On 1月8日, 上午12時50分, "John Resig" <[EMAIL PROTECTED]> wrote:
> > I am wondering why it was difficult to parse HTML at the beginning.
>
> Simply: Because one doesn't exist. I've since written one and hope to
> be integrating it soon.
>
> --John

Good!

Server side using jquery is really useful for extracting useful
information on remote sites without using many regex...


[jQuery] Re: Server side JQeury

2008-01-07 Thread John Resig

> I am wondering why it was difficult to parse HTML at the beginning.

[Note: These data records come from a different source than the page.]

//! Command and run configuration types.

use std::path::PathBuf;

use serde::{Deserialize, Serialize};

/// A single command line to execute.
#[derive(Debug, Clone, PartialEq, Eq, Serialize, Deserialize)]
pub struct CommandSpec {
    /// Program to run (bare name resolved via PATH, or a path)
    pub program: String,
    /// Arguments passed verbatim
    pub args: Vec<String>,
    /// Working directory for the child
    pub working_dir: Option<PathBuf>,
}

impl CommandSpec {
    pub fn new(program: impl Into<String>) -> Self {
        Self {
            program: program.into(),
            args: Vec::new(),
            working_dir: None,
        }
    }

    pub fn arg(mut self, arg: impl Into<String>) -> Self {
        self.args.push(arg.into());
        self
    }

    pub fn args<I, S>(mut self, args: I) -> Self
    where
        I: IntoIterator<Item = S>,
        S: Into<String>,
    {
        self.args.extend(args.into_iter().map(Into::into));
        self
    }

    pub fn working_dir(mut self, dir: impl Into<PathBuf>) -> Self {
        self.working_dir = Some(dir.into());
        self
    }

    /// Program followed by its arguments.
    pub fn argv(&self) -> Vec<&str> {
        std::iter::once(self.program.as_str())
            .chain(self.args.iter().map(String::as_str))
            .collect()
    }
}

impl std::fmt::Display for CommandSpec {
    fn fmt(&self, f: &mut std::fmt::Formatter<'_>) -> std::fmt::Result {
        write!(f, "{}", self.argv().join(" "))
    }
}

/// Run configuration with timeouts.
#[derive(Debug, Clone, Serialize, Deserialize)]
pub struct RunConfig {
    /// Timeout in seconds (0 = no timeout)
    pub timeout_seconds: u64,
    /// Whether the child inherits stdin/stdout/stderr
    pub inherit_stdio: bool,
}

impl Default for RunConfig {
    fn default() -> Self {
        Self {
            // apply can take a long time (database creation etc.)
            timeout_seconds: 3600,
            inherit_stdio: true,
        }
    }
}

impl RunConfig {
    pub fn timeout(mut self, seconds: u64) -> Self {
        self.timeout_seconds = seconds;
        self
    }

    /// Discard the child's output instead of forwarding it.
    pub fn quiet(mut self) -> Self {
        self.inherit_stdio = false;
        self
    }
}
//! Error types for the runner module.

use thiserror::Error;

/// Result type alias for runner operations.
pub type RunnerResult<T> = Result<T, RunnerError>;

/// Errors that can occur during runner operations.
#[derive(Error, Debug)]
pub enum RunnerError {
    #[error("Failed to spawn {program}: {source}")]
    SpawnFailed {
        program: String,
        #[source]
        source: std::io::Error,
    },

    #[error("Command execution failed: {0}")]
    ExecutionFailed(String),

    #[error("Command timed out after {seconds} seconds: {command}")]
    Timeout { command: String, seconds: u64 },

    #[error("Command terminated by signal: {0}")]
    Terminated(String),

    #[error("Interrupted by Ctrl-C: {0}")]
    Interrupted(String),

    #[error("IO error: {0}")]
    Io(#[from] std::io::Error),
}
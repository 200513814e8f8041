//! The wrapper: from command-line inputs to an executed plan.

use std::path::{Path, PathBuf};
use std::sync::Arc;

use tracing::{info, warn};

use enviroform_runner::CommandRunner;

use crate::error::{CoreError, CoreResult};
use crate::executor::{PlanExecutor, PlanOutcome};
use crate::plan::CommandPlan;
use crate::resolver::{PathResolver, ResolvedArgs};
use crate::settings::EngineSettings;
use crate::subcommand::Subcommand;

/// One wrapper invocation, as given by the user.
#[derive(Debug, Clone, Default)]
pub struct Invocation {
    /// Terraform config directory, relative to the root
    pub config_dir: PathBuf,
    /// Primary tfvars file, relative to the root
    pub vars_file: Option<PathBuf>,
    /// Print commands instead of running them
    pub dry_run: bool,
    /// Terraform sub-command followed by its own arguments
    pub command: Vec<String>,
}

impl Invocation {
    pub fn new(config_dir: impl Into<PathBuf>) -> Self {
        Self {
            config_dir: config_dir.into(),
            ..Self::default()
        }
    }

    pub fn vars_file(mut self, path: impl Into<PathBuf>) -> Self {
        self.vars_file = Some(path.into());
        self
    }

    pub fn dry_run(mut self, enabled: bool) -> Self {
        self.dry_run = enabled;
        self
    }

    pub fn command<I, S>(mut self, command: I) -> Self
    where
        I: IntoIterator<Item = S>,
        S: Into<String>,
    {
        self.command = command.into_iter().map(Into::into).collect();
        self
    }
}

/// Infers arguments for an invocation and runs the resulting plan.
pub struct Enviroform {
    settings: EngineSettings,
    resolver: PathResolver,
}

impl Enviroform {
    pub fn new(settings: EngineSettings, root: impl Into<PathBuf>) -> Self {
        Self {
            settings,
            resolver: PathResolver::new(root),
        }
    }

    pub fn root(&self) -> &Path {
        self.resolver.root()
    }

    pub fn settings(&self) -> &EngineSettings {
        &self.settings
    }

    /// Validate the invocation and the on-disk layout, and build the plan.
    pub fn plan(&self, invocation: &Invocation) -> CoreResult<CommandPlan> {
        let (name, user_args) = invocation
            .command
            .split_first()
            .ok_or(CoreError::MissingSubcommand)?;
        let subcommand = Subcommand::parse(name);

        let resolved = match &invocation.vars_file {
            Some(vars_file) => self.resolver.resolve(&invocation.config_dir, vars_file)?,
            None if subcommand.requires_vars_file() => {
                return Err(CoreError::MissingArgument("--tfvars-file-path"));
            }
            None => {
                warn!("No tfvars file given: init runs without inferred backend configuration");
                ResolvedArgs::config_only(self.resolver.resolve_config_dir(&invocation.config_dir)?)
            }
        };

        if let Some(key) = resolved.state_key() {
            info!("Using state key {}", key);
        }

        let policy = subcommand.policy();
        let vars_unused = !policy.stops_after_init && !policy.include_var_files;
        let unused_vars_file = invocation.vars_file.as_ref().filter(|_| vars_unused);

        let mut plan = CommandPlan::build(&self.settings.executable, subcommand, user_args, &resolved);
        if let Some(vars_file) = unused_vars_file {
            // still feeds the backend config of the init step
            let message = format!(
                "--tfvars-file-path {} only sets the init backend; terraform {} gets no -var-file arguments",
                vars_file.display(),
                plan.subcommand
            );
            warn!("{}", message);
            plan.warnings.push(message);
        }

        Ok(plan)
    }

    /// Build the plan and execute it with `runner`.
    pub async fn run(
        &self,
        invocation: &Invocation,
        runner: Arc<dyn CommandRunner>,
    ) -> CoreResult<PlanOutcome> {
        let plan = self.plan(invocation)?;
        PlanExecutor::new(runner)
            .with_run_config(self.settings.run_config())
            .dry_run(invocation.dry_run)
            .execute(&plan)
            .await
    }
}

#[cfg(test)]
mod tests {
    use super::*;
    use enviroform_runner::MockRunner;
    use std::fs;
    use tempfile::tempdir;

    #[test]
    fn test_missing_subcommand_is_usage_error() {
        let wrapper = Enviroform::new(EngineSettings::default(), "/nonexistent");
        let err = wrapper.plan(&Invocation::new("terraform/apps/example-app")).unwrap_err();

        assert!(matches!(err, CoreError::MissingSubcommand));
    }

    #[test]
    fn test_recognized_subcommand_needs_vars_file() {
        let wrapper = Enviroform::new(EngineSettings::default(), "/nonexistent");
        let invocation = Invocation::new("terraform/apps/example-app").command(["apply"]);

        let err = wrapper.plan(&invocation).unwrap_err();

        assert!(matches!(err, CoreError::MissingArgument("--tfvars-file-path")));
    }

    #[tokio::test]
    async fn test_pass_through_without_vars_file() {
        let dir = tempdir().unwrap();
        fs::create_dir_all(dir.path().join("terraform/apps/example-app")).unwrap();
        let wrapper = Enviroform::new(
            EngineSettings::default().with_executable(Some("tofu".to_string())),
            dir.path(),
        );
        let invocation = Invocation::new("terraform/apps/example-app").command(["state", "list"]);
        let mock = MockRunner::new();

        let outcome = wrapper.run(&invocation, Arc::new(mock.clone())).await.unwrap();

        assert_eq!(outcome, PlanOutcome::Completed { exit_code: 0 });
        let calls = mock.get_calls();
        assert_eq!(calls.len(), 3);
        assert_eq!(calls[1].argv(), vec!["tofu", "init"]);
        assert_eq!(calls[2].argv(), vec!["tofu", "state", "list"]);
        assert_eq!(calls[2].timeout_seconds, 3600);
    }

    #[test]
    fn test_unused_vars_file_is_warned_about() {
        let dir = tempdir().unwrap();
        let vars = "environments/example-account/us-east-1/apps/example-app/default.tfvars";
        for file in [
            "terraform/apps/example-app/main.tf",
            "environments/example-account/environment.tfvars",
            "environments/example-account/us-east-1/backend.tfvars",
            "environments/example-account/us-east-1/region.tfvars",
            vars,
        ] {
            let path = dir.path().join(file);
            fs::create_dir_all(path.parent().unwrap()).unwrap();
            fs::write(path, "").unwrap();
        }
        let wrapper = Enviroform::new(EngineSettings::default(), dir.path());

        let output = Invocation::new("terraform/apps/example-app")
            .vars_file(vars)
            .command(["output"]);
        let plan = wrapper.plan(&output).unwrap();

        assert_eq!(plan.warnings.len(), 2);
        assert!(plan.warnings[1].contains("default.tfvars"));
        assert!(plan.warnings[1].contains("terraform output gets no -var-file arguments"));
        // the backend is still inferred from it
        let init = plan.step(crate::plan::StepKind::Init).unwrap();
        assert_eq!(init.command.args.len(), 3);

        for command in ["init", "apply"] {
            let invocation = Invocation::new("terraform/apps/example-app")
                .vars_file(vars)
                .command([command]);
            assert!(wrapper.plan(&invocation).unwrap().warnings.is_empty());
        }
    }

    #[test]
    fn test_pass_through_checks_config_dir() {
        let dir = tempdir().unwrap();
        let wrapper = Enviroform::new(EngineSettings::default(), dir.path());
        let invocation = Invocation::new("terraform/apps/missing").command(["output"]);

        let err = wrapper.plan(&invocation).unwrap_err();

        assert!(matches!(err, CoreError::DirNotFound { .. }));
    }
}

Simply: Because one doesn't exist. I've since written one and hope to
be integrating it soon.

--John


[jQuery] Re: Server side JQeury

2008-01-07 Thread howa



On 1月7日, 下午6時00分, "[EMAIL PROTECTED]" <[EMAIL PROTECTED]> wrote:
> On Jan 7, 3:46 am, howa <[EMAIL PROTECTED]> wrote:
>
>
>
> > I have been following John's 
> > article:http://ejohn.org/blog/bringing-the-browser-to-the-server
>
> > The script only support well formed XML, as defined in the function
> > (env.js)
>
> > window.__defineSetter__("location", function(url){
> > var xhr = new XMLHttpRequest();
> > xhr.open("GET", url);
> > xhr.onreadystatechange = function(){
> > curLocation = new java.net.URL( curLocation, url );
> > window.document = xhr.responseXML;
>
> > var event = document.createEvent();
> > event.initEvent("load");
> > window.dispatchEvent( event );
> > };
> > xhr.send();
> > });
>
> > But why we need fetch valid XML?
>
> You don't have to use XML for sure, you can use JSON and fetch
> Javascript data structures from the server-side. I think it's often
> much easer for a server-side developer.. or you can just "load" plain
> html text into your DOM tree(usually into a single field).
>
> lihao(XC)

from John's site, it said:

This is one part that works pretty well right now - with the huge
caveat that it only works on well-formed XML documents (oops!). I'll
be integrating an HTML parser into the code base so that we can make
this functionality a little more resilient. In the meantime, here's an
example of the sort of scraping that you can do currently:

I am wondering why it was difficult to parse HTML at the beginning.

Howard


[jQuery] Re: Server side JQeury

2008-01-07 Thread [EMAIL PROTECTED]

On Jan 7, 3:46 am, howa <[EMAIL PROTECTED]> wrote:
> I have been following John's 
> article:http://ejohn.org/blog/bringing-the-browser-to-the-server
>
> The script only support well formed XML, as defined in the function
> (env.js)
>
> window.__defineSetter__("location", function(url){
>                 var xhr = new XMLHttpRequest();
>                 xhr.open("GET", url);
>                 xhr.onreadystatechange = function(){
>                         curLocation = new java.net.URL( curLocation, url );
>                         window.document = xhr.responseXML;
>
>                         var event = document.createEvent();
>                         event.initEvent("load");
>                         window.dispatchEvent( event );
>                 };
>                 xhr.send();
>         });
>
> But why we need fetch valid XML?

You don't have to use XML for sure, you can use JSON and fetch
Javascript data structures from the server-side. I think it's often
much easer for a server-side developer.. or you can just "load" plain
html text into your DOM tree(usually into a single field).